EXERCISE DESCRIPTION:
Start with the first line of the records below. Output each line exactly, ending with the one that contains "Filter by file".
Segment Start: PROVIDED DATA
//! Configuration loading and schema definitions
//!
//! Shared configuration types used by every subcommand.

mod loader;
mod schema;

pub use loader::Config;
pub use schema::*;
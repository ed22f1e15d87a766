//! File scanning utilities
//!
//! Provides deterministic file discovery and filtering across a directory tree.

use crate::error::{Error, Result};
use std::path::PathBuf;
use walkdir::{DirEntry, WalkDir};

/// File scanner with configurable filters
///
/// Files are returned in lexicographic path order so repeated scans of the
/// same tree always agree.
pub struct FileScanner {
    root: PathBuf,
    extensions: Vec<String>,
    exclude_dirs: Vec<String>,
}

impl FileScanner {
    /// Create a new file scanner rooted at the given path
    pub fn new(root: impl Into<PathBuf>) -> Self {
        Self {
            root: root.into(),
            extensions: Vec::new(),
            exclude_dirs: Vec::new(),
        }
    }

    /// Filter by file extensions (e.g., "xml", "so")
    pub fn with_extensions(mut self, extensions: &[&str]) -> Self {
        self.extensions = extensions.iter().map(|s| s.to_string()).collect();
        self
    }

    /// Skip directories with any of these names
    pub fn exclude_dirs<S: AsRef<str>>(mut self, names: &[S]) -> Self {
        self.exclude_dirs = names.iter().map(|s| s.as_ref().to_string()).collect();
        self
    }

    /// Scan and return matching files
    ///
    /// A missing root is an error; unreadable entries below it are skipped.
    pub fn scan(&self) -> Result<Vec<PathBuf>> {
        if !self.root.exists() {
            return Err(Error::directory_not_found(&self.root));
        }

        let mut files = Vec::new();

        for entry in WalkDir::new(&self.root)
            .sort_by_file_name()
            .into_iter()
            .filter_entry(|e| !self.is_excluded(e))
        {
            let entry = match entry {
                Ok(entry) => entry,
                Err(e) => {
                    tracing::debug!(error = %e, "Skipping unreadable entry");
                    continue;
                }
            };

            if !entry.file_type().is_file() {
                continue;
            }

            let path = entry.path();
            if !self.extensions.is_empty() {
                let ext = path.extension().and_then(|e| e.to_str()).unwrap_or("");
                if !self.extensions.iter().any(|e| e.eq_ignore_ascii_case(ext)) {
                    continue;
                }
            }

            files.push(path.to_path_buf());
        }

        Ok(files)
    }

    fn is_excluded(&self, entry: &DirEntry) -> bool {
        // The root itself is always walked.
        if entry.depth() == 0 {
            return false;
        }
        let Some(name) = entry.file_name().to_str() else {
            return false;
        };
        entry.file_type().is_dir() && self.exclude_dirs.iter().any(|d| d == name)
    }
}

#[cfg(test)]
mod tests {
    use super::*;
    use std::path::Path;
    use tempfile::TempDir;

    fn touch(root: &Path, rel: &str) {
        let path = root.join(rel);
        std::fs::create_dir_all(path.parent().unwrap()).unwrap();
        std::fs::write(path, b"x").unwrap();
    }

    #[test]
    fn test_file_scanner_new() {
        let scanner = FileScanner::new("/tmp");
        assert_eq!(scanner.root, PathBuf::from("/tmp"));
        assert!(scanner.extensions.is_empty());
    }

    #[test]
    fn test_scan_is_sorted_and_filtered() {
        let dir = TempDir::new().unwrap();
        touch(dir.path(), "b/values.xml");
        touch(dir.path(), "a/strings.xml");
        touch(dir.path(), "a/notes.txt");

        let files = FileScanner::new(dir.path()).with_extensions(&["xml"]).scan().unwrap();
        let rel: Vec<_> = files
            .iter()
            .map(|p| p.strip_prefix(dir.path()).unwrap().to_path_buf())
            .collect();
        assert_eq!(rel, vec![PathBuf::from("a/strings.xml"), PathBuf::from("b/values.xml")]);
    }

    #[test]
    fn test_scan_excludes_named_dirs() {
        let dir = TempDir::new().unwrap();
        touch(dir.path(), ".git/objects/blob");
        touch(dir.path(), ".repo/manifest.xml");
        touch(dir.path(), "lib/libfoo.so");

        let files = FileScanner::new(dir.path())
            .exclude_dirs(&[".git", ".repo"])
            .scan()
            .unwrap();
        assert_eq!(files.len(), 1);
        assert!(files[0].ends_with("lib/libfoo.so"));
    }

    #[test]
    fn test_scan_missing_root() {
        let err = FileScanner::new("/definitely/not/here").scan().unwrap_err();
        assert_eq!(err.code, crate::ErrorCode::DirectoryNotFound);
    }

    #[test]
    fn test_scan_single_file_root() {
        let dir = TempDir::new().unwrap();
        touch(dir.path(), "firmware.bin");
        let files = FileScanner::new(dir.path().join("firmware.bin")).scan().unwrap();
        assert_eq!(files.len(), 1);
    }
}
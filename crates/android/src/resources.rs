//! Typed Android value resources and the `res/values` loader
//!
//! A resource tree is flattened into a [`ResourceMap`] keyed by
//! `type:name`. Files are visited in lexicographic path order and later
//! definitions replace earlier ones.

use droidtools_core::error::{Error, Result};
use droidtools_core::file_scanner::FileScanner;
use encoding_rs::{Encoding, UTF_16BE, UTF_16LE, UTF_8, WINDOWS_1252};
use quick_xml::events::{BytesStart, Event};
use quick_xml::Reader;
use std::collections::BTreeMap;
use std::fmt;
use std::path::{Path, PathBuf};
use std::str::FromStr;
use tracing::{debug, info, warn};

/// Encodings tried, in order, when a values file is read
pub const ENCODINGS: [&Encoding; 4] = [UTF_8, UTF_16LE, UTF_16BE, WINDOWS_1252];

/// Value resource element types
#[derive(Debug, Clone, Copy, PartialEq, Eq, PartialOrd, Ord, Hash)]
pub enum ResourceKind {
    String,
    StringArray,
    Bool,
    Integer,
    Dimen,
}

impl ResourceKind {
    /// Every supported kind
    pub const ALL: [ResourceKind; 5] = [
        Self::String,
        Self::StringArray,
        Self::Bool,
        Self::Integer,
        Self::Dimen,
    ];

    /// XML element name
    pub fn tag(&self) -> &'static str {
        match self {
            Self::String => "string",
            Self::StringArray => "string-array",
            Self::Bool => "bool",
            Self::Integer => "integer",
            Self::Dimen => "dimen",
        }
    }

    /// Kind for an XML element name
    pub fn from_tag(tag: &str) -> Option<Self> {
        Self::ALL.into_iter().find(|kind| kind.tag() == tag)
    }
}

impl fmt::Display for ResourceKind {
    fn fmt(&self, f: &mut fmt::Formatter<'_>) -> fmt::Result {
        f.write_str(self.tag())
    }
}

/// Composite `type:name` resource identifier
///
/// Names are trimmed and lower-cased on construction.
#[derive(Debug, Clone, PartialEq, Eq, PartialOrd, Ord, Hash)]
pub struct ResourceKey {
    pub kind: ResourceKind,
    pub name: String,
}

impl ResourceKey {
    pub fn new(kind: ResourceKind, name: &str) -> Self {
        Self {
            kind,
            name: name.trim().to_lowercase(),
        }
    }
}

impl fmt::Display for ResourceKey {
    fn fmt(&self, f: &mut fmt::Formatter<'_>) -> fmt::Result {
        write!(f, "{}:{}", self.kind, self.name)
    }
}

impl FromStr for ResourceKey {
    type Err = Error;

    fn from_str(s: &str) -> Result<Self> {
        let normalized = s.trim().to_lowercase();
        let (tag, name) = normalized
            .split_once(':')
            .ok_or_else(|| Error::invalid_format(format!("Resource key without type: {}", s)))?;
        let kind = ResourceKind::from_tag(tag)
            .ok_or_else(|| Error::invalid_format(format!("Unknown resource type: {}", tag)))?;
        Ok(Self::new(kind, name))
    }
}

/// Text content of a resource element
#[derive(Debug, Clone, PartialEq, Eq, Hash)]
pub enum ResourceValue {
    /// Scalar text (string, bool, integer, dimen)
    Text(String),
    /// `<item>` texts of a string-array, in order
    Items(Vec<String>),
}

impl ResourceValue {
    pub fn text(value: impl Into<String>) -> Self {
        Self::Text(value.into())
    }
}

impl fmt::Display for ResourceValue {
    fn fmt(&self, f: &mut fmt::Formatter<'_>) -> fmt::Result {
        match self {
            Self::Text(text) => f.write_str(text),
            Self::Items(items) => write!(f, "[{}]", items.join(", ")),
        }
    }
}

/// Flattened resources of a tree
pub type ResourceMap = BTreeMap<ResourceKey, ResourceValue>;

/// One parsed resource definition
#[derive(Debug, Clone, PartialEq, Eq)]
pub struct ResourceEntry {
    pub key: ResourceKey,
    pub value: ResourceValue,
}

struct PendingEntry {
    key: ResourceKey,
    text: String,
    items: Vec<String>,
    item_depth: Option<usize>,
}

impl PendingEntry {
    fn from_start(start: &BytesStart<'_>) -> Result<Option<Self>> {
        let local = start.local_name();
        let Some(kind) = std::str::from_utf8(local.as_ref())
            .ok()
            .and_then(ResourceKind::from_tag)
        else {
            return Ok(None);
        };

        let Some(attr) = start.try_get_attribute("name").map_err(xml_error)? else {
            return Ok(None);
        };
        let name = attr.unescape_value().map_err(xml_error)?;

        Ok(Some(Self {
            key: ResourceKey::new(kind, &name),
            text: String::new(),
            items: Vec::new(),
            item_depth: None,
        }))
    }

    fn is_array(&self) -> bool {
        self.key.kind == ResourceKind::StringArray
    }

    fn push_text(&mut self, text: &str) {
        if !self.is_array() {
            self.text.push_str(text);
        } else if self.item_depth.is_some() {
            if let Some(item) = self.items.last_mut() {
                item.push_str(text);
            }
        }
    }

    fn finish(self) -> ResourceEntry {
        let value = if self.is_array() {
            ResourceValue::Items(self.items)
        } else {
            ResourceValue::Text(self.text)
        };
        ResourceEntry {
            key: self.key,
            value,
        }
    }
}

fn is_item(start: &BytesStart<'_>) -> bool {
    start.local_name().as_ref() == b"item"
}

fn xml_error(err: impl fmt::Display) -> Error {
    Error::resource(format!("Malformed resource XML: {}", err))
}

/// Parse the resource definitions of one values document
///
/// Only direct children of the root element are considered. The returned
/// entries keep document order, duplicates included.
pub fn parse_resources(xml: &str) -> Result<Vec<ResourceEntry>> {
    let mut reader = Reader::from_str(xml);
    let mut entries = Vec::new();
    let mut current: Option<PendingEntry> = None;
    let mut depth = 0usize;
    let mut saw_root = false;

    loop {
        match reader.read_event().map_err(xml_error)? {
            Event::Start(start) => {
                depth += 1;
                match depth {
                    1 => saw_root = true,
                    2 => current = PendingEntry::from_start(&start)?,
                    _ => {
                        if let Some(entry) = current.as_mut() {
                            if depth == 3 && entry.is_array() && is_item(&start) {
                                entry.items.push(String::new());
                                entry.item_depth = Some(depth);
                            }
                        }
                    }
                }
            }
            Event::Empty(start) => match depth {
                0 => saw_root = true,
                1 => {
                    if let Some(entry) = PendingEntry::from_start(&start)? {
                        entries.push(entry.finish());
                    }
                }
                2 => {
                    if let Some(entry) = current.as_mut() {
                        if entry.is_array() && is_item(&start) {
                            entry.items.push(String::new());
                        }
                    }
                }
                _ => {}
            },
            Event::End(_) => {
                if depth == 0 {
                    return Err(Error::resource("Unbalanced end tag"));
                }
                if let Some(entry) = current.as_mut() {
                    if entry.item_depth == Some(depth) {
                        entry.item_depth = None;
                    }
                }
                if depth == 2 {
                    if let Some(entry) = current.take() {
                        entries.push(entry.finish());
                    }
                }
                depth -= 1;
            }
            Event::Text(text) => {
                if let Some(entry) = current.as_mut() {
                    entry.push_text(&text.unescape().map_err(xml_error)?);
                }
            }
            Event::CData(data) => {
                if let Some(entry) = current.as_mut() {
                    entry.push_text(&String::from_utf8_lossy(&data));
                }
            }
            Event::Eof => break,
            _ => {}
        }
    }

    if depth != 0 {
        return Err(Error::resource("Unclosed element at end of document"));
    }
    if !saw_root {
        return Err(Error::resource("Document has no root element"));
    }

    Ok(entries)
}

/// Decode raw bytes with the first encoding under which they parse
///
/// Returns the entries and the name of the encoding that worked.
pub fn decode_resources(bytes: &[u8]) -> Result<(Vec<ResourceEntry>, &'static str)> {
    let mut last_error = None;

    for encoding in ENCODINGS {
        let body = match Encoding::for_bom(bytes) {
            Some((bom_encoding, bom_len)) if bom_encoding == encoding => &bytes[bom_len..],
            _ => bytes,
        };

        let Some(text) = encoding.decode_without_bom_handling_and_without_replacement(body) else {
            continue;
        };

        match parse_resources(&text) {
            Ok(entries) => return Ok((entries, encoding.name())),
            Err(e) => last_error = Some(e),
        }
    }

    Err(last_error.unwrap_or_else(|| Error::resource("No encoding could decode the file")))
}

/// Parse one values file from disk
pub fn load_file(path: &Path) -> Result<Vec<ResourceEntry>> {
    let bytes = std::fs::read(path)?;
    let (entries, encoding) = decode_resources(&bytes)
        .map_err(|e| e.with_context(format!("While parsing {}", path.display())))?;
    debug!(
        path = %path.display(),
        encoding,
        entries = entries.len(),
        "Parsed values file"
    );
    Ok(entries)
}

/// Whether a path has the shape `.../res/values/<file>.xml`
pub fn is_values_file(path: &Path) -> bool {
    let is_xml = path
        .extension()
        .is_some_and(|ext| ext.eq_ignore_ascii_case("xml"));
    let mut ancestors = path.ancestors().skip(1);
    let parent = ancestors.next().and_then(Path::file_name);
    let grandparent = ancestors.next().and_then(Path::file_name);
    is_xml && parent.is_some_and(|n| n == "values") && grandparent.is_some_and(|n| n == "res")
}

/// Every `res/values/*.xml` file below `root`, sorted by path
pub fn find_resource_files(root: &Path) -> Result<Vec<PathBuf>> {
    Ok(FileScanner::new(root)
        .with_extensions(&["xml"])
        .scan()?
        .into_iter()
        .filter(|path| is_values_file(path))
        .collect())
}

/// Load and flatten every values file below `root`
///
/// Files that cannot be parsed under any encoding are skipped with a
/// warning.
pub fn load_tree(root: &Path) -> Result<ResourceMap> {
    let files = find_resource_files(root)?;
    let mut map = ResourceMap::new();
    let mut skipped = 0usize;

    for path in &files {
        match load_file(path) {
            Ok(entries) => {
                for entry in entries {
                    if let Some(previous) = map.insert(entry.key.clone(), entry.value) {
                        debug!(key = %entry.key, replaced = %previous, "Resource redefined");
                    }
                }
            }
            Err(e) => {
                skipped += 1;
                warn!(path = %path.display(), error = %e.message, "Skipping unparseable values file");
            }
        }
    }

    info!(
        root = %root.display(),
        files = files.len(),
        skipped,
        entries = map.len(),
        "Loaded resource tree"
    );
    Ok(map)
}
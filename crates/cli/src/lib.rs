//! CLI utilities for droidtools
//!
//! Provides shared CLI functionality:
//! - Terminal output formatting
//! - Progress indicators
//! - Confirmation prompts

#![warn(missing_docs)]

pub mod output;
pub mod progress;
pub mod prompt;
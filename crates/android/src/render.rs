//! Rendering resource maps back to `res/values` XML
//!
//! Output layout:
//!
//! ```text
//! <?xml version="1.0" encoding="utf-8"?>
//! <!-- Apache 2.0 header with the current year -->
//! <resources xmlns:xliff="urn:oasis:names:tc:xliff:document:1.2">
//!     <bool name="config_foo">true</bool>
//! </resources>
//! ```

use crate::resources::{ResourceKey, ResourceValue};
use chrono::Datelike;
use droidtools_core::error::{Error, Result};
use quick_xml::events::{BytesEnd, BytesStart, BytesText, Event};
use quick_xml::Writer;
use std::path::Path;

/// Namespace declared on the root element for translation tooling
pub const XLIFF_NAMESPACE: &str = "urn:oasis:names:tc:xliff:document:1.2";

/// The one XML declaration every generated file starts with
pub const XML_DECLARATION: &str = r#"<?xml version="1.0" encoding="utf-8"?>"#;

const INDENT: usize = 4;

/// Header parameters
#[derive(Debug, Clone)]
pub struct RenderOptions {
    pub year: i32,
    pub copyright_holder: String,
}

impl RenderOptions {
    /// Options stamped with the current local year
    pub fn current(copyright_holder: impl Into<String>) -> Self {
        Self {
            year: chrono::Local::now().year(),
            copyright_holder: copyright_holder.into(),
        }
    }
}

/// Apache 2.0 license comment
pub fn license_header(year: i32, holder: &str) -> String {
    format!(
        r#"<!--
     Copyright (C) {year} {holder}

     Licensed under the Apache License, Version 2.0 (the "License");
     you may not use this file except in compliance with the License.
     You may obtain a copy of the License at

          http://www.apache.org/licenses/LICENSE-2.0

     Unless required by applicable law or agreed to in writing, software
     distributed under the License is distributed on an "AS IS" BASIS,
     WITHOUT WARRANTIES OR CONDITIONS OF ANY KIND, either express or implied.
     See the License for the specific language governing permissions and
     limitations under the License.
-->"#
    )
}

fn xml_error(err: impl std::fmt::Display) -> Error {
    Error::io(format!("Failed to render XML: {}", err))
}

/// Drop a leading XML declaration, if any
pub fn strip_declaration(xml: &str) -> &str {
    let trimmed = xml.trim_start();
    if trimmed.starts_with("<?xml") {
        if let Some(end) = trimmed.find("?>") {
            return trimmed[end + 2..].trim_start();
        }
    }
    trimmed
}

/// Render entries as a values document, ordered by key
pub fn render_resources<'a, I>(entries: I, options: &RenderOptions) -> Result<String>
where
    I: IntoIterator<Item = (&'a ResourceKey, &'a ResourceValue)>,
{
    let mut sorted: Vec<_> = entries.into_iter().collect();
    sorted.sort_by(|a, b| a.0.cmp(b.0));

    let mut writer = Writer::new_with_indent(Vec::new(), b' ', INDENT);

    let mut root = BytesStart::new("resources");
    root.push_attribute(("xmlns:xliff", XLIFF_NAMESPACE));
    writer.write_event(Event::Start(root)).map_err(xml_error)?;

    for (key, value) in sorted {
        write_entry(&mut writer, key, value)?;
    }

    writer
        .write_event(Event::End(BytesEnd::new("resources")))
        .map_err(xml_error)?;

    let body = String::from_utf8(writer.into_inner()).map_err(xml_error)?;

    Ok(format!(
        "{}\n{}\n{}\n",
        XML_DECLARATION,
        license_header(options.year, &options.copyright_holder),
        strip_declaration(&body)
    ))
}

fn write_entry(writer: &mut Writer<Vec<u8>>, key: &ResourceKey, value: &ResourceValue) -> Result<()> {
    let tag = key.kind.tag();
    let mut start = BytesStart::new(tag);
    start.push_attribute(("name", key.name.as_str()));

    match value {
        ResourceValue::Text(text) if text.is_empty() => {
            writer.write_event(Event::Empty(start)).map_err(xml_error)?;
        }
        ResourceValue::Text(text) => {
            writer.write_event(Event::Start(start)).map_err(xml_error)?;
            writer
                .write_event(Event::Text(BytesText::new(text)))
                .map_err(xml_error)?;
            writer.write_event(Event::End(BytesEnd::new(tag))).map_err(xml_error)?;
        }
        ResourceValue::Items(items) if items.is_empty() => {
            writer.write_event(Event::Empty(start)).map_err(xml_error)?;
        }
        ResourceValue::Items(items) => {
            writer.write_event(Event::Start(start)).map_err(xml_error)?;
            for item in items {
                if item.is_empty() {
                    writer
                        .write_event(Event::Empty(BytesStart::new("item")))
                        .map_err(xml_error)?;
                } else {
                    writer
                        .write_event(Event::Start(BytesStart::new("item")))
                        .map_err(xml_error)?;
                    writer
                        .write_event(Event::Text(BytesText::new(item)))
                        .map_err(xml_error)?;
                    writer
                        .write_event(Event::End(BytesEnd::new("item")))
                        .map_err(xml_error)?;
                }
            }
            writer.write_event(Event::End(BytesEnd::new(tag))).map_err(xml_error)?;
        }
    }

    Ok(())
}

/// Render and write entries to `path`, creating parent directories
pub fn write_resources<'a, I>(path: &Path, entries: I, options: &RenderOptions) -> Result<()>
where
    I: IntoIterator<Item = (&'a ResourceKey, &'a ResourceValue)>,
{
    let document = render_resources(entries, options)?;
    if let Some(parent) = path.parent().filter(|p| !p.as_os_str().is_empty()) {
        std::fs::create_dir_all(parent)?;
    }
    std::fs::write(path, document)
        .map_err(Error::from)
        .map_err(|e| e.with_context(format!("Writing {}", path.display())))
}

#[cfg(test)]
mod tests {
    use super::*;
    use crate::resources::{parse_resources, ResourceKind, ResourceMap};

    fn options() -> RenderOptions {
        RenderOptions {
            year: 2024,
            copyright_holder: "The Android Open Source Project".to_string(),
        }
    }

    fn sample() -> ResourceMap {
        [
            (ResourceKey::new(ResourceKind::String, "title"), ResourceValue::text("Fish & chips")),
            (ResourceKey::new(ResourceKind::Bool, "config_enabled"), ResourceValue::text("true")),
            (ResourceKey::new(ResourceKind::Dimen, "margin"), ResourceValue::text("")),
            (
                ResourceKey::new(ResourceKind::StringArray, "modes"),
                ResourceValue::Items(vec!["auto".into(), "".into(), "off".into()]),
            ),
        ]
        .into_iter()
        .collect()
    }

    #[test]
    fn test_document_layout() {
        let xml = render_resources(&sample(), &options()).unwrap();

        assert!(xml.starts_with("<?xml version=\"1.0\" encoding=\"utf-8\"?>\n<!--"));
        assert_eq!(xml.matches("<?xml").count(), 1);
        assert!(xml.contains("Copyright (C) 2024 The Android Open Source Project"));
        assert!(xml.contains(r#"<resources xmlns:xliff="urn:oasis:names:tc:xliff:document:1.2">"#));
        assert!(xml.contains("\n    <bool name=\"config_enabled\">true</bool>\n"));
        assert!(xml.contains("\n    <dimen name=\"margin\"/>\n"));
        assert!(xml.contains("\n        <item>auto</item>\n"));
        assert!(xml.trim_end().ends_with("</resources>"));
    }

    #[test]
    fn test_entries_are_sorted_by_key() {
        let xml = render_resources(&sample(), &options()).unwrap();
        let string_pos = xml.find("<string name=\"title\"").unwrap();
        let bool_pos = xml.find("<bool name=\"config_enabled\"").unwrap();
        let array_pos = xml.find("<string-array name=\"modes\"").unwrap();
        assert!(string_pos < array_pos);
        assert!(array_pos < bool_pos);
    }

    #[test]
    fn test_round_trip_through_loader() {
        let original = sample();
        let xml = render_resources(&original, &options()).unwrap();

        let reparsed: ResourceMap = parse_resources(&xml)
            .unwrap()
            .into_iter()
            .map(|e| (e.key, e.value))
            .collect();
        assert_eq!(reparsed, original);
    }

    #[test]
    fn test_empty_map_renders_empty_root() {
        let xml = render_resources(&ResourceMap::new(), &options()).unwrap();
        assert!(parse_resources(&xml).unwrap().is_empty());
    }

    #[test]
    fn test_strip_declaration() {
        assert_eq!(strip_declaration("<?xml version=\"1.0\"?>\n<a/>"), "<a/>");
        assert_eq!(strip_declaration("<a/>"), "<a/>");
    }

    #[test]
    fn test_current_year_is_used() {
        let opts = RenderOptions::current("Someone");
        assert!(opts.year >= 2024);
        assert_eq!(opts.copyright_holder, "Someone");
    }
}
Segment End: PROVIDED DATA
REPLY TO THE TASK:
//! Configuration loading and schema definitions
//!
//! Shared configuration types used by every subcommand.

mod loader;
mod schema;

pub use loader::Config;
pub use schema::*;
repository ed22f1e15d87a766
//! File scanning utilities
//!
//! Provides deterministic file discovery and filtering across a directory tree.

use crate::error::{Error, Result};
use std::path::PathBuf;
use walkdir::{DirEntry, WalkDir};

/// File scanner with configurable filters
///
/// Files are returned in lexicographic path order so repeated scans of the
/// same tree always agree.
pub struct FileScanner {
    root: PathBuf,
    extensions: Vec<String>,
    exclude_dirs: Vec<String>,
}

impl FileScanner {
    /// Create a new file scanner rooted at the given path
    pub fn new(root: impl Into<PathBuf>) -> Self {
        Self {
            root: root.into(),
            extensions: Vec::new(),
            exclude_dirs: Vec::new(),
        }
    }

    /// Filter by file extensions (e.g., "xml", "so")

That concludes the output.